-- Task goal --
The required output is the lines below from the line containing "assert!(solution.decision(xi) * yi" to the line containing "for j in 0..2", inclusive, retyped exactly. No other lines belong in it.

==*==

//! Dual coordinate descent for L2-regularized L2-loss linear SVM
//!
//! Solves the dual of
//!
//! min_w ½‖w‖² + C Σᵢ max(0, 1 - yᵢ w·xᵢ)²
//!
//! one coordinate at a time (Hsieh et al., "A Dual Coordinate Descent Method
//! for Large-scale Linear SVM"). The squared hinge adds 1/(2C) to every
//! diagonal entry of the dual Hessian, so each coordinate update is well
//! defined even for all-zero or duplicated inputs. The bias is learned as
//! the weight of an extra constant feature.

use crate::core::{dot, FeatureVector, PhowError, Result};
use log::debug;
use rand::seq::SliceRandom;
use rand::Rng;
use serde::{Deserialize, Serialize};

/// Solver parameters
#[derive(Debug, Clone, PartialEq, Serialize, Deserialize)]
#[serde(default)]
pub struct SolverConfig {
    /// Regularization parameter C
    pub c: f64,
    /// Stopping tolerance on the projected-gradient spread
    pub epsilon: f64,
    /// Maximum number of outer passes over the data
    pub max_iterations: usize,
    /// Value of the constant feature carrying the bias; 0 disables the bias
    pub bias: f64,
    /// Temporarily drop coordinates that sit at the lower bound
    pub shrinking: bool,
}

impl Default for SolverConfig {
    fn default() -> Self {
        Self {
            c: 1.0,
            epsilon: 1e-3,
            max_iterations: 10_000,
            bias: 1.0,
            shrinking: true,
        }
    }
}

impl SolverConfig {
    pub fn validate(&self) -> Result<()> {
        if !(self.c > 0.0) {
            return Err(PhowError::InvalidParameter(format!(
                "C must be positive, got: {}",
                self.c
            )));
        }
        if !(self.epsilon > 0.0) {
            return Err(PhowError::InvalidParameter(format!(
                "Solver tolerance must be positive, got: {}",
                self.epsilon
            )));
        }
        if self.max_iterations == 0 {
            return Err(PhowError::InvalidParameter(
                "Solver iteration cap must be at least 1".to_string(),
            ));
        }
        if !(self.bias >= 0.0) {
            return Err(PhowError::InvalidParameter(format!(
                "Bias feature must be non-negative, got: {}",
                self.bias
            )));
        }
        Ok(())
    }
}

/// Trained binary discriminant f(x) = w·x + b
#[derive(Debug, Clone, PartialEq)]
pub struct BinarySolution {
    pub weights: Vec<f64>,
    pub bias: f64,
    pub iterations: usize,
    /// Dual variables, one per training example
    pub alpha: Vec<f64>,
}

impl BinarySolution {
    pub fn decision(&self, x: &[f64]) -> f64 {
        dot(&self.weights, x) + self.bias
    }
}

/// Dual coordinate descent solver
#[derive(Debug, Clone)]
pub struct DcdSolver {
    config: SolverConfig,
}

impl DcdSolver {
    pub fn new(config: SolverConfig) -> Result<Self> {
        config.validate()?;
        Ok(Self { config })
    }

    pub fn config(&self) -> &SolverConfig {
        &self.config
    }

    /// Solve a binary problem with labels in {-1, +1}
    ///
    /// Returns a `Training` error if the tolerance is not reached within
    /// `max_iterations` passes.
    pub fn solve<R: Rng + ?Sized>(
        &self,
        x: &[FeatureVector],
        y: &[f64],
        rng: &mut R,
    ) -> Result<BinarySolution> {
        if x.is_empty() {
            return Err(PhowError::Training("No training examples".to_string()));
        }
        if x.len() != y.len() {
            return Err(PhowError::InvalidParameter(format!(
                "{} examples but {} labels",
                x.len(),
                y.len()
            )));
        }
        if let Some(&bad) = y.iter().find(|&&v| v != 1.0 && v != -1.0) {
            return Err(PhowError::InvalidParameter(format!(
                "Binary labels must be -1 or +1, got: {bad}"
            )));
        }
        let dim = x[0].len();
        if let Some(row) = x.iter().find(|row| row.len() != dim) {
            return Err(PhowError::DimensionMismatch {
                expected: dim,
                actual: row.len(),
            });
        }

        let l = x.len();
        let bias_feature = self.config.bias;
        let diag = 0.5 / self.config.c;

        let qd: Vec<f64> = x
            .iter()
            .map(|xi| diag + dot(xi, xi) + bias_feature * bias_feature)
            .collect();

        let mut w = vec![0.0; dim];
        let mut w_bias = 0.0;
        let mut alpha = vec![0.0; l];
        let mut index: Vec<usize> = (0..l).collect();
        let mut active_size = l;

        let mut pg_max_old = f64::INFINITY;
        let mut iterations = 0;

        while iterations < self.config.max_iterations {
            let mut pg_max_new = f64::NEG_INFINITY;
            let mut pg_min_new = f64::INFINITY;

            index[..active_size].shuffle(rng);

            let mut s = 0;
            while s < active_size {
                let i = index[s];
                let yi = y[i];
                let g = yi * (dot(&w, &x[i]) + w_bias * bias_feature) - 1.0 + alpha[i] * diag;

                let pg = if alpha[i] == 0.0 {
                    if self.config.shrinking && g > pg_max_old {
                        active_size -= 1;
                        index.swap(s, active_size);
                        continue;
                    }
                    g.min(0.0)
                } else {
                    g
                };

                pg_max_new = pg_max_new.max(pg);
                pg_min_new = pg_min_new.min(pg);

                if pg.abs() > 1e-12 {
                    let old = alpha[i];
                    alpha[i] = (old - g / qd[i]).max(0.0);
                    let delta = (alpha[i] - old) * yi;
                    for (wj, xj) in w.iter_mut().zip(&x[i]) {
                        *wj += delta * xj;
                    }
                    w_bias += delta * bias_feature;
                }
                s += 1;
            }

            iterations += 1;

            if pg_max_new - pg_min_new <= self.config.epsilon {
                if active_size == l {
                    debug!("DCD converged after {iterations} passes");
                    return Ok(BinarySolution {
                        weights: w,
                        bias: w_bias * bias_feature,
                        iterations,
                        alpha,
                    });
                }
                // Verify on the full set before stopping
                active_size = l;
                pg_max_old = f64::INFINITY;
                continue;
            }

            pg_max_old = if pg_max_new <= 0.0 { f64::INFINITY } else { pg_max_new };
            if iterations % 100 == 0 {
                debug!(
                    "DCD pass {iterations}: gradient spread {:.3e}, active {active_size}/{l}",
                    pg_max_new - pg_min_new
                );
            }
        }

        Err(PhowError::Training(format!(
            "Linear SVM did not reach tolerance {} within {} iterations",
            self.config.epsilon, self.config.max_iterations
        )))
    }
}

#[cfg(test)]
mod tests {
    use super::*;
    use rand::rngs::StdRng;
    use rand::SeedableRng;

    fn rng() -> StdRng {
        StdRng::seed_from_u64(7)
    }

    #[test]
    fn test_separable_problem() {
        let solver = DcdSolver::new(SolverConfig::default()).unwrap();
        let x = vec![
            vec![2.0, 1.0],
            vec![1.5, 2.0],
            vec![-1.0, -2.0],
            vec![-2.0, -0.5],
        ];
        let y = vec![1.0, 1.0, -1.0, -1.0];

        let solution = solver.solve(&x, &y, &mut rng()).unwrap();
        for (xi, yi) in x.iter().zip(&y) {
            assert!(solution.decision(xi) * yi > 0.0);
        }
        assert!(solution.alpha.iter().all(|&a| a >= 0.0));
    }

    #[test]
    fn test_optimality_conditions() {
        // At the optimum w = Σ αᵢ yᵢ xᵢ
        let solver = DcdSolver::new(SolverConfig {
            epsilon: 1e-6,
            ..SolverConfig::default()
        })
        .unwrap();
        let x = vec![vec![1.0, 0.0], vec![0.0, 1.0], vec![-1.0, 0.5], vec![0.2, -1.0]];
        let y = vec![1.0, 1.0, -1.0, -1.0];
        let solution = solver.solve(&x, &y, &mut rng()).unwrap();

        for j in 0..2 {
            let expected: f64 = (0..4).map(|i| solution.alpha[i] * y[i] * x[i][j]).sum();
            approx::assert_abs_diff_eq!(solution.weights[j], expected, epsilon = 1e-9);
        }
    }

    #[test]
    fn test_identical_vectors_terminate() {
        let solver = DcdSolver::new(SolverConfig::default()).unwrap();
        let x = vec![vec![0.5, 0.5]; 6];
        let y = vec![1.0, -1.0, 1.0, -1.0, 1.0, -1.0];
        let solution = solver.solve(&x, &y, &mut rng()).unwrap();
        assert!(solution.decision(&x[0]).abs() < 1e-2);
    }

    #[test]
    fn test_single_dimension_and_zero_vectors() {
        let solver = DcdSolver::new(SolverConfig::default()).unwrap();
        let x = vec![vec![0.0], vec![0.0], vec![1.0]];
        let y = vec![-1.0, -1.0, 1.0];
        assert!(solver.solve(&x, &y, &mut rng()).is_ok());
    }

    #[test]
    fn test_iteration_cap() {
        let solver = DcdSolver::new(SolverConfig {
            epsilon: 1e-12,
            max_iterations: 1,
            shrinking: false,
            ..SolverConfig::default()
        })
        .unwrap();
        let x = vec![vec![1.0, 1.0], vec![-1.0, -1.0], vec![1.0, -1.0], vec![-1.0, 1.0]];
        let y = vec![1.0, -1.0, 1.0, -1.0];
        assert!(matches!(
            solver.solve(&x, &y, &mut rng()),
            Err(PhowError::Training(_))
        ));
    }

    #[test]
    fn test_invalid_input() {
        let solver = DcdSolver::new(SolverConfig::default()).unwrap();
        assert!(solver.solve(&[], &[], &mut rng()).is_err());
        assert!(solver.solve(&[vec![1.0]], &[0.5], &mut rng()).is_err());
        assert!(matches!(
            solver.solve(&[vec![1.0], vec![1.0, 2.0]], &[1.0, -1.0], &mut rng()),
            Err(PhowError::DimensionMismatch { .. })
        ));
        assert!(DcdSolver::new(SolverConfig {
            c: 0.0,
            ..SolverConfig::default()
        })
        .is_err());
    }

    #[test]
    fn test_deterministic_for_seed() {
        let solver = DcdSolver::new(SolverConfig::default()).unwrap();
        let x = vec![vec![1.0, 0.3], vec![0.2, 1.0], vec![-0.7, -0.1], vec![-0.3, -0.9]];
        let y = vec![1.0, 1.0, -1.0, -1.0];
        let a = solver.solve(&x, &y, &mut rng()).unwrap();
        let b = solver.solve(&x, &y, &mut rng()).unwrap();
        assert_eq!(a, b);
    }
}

==*==

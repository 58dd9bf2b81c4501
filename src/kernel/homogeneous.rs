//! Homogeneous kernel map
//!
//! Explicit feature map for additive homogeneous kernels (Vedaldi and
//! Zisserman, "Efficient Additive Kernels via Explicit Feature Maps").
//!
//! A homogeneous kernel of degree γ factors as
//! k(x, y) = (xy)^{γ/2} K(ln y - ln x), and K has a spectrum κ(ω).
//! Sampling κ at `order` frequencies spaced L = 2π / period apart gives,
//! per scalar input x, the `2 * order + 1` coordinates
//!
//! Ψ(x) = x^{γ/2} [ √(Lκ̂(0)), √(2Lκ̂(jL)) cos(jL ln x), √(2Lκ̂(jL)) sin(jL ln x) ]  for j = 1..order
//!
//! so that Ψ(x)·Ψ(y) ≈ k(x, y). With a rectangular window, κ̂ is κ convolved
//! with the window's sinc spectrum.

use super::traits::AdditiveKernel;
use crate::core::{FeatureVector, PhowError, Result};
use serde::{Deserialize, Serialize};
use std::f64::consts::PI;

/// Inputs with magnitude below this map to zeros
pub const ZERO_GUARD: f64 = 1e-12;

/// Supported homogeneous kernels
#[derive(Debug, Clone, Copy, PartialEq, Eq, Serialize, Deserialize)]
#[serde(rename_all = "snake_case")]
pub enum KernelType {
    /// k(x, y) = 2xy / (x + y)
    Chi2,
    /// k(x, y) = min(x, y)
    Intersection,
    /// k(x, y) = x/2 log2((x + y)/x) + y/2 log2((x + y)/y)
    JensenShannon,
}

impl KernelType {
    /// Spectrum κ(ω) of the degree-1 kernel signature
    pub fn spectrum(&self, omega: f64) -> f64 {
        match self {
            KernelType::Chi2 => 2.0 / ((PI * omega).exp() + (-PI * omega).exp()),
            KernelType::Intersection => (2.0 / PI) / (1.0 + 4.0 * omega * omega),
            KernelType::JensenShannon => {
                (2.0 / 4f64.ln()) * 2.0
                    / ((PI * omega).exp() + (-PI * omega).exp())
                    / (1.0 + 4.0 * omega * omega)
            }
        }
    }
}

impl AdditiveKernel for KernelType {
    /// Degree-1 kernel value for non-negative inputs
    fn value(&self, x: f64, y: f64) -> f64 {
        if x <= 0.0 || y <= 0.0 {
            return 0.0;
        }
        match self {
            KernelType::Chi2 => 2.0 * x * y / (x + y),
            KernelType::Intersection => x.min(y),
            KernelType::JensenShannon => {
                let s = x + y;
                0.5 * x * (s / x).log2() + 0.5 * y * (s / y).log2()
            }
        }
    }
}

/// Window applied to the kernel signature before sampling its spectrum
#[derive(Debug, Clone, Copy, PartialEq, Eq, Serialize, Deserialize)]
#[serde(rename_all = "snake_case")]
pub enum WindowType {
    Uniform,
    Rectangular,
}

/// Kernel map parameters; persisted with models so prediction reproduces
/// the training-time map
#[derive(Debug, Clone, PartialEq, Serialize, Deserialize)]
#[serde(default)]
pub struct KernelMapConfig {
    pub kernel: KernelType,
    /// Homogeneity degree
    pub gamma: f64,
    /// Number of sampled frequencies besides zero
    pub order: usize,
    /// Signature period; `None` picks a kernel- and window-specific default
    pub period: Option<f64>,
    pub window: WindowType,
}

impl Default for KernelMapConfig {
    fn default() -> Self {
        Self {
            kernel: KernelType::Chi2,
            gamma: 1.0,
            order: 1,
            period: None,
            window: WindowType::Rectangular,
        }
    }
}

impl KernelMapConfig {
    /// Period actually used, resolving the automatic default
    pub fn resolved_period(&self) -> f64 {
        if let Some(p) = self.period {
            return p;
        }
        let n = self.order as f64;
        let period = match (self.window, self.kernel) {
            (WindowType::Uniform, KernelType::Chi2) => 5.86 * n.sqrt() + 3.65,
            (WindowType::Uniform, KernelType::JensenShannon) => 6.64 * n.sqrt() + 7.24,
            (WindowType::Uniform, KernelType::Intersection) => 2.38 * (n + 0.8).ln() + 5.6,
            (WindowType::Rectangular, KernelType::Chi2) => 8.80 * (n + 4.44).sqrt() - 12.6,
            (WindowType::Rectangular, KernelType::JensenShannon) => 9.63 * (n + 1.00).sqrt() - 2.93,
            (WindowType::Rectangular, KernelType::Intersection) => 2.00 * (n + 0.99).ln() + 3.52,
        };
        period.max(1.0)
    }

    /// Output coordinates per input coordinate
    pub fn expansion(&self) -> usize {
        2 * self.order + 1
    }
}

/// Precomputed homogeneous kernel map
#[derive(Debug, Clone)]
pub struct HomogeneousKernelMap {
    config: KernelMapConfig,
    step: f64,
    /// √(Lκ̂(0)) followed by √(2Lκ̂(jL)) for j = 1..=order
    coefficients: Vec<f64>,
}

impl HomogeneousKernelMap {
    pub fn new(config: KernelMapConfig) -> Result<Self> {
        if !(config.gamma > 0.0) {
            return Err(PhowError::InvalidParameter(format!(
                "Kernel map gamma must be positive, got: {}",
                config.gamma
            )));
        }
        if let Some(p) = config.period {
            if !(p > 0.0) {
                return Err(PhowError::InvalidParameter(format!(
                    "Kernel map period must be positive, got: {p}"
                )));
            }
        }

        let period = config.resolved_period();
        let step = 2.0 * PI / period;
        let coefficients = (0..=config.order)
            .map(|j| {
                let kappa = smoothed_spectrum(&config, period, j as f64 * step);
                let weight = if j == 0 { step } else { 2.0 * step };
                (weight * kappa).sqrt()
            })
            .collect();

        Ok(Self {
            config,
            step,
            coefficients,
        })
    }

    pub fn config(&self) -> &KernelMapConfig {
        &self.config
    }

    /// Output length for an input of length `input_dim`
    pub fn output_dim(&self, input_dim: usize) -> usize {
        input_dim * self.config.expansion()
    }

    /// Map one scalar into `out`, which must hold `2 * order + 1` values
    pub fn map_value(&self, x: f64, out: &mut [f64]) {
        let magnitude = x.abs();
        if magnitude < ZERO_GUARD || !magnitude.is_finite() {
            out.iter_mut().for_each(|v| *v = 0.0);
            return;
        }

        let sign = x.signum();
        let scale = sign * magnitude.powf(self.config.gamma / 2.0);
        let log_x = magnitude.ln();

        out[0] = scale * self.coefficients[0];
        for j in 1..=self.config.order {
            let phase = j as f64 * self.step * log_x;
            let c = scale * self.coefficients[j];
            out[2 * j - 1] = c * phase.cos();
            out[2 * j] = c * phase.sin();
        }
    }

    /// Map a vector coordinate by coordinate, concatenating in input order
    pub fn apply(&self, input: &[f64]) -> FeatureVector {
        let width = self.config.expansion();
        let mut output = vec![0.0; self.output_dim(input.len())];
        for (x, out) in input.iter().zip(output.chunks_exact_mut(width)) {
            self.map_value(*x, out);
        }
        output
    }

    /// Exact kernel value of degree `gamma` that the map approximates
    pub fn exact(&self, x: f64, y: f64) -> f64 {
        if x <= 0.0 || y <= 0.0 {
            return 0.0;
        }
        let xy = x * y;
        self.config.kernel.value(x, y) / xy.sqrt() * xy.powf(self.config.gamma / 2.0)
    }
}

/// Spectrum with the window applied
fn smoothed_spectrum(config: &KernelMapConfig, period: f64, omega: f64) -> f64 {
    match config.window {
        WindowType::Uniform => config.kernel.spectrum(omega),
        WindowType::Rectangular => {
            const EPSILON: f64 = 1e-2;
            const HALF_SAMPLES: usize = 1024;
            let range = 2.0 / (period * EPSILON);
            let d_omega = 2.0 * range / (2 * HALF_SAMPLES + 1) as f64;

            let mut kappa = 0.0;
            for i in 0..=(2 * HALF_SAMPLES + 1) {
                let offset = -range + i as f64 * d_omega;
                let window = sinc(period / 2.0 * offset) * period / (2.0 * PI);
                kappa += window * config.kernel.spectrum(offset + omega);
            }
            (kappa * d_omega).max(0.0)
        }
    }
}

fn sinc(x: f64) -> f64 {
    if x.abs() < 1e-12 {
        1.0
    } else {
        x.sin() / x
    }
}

==*==

-- Exercise response --
            assert!(solution.decision(xi) * yi > 0.0);
        }
        assert!(solution.alpha.iter().all(|&a| a >= 0.0));
    }

    #[test]
    fn test_optimality_conditions() {
        // At the optimum w = Σ αᵢ yᵢ xᵢ
        let solver = DcdSolver::new(SolverConfig {
            epsilon: 1e-6,
            ..SolverConfig::default()
        })
        .unwrap();
        let x = vec![vec![1.0, 0.0], vec![0.0, 1.0], vec![-1.0, 0.5], vec![0.2, -1.0]];
        let y = vec![1.0, 1.0, -1.0, -1.0];
        let solution = solver.solve(&x, &y, &mut rng()).unwrap();

        for j in 0..2 {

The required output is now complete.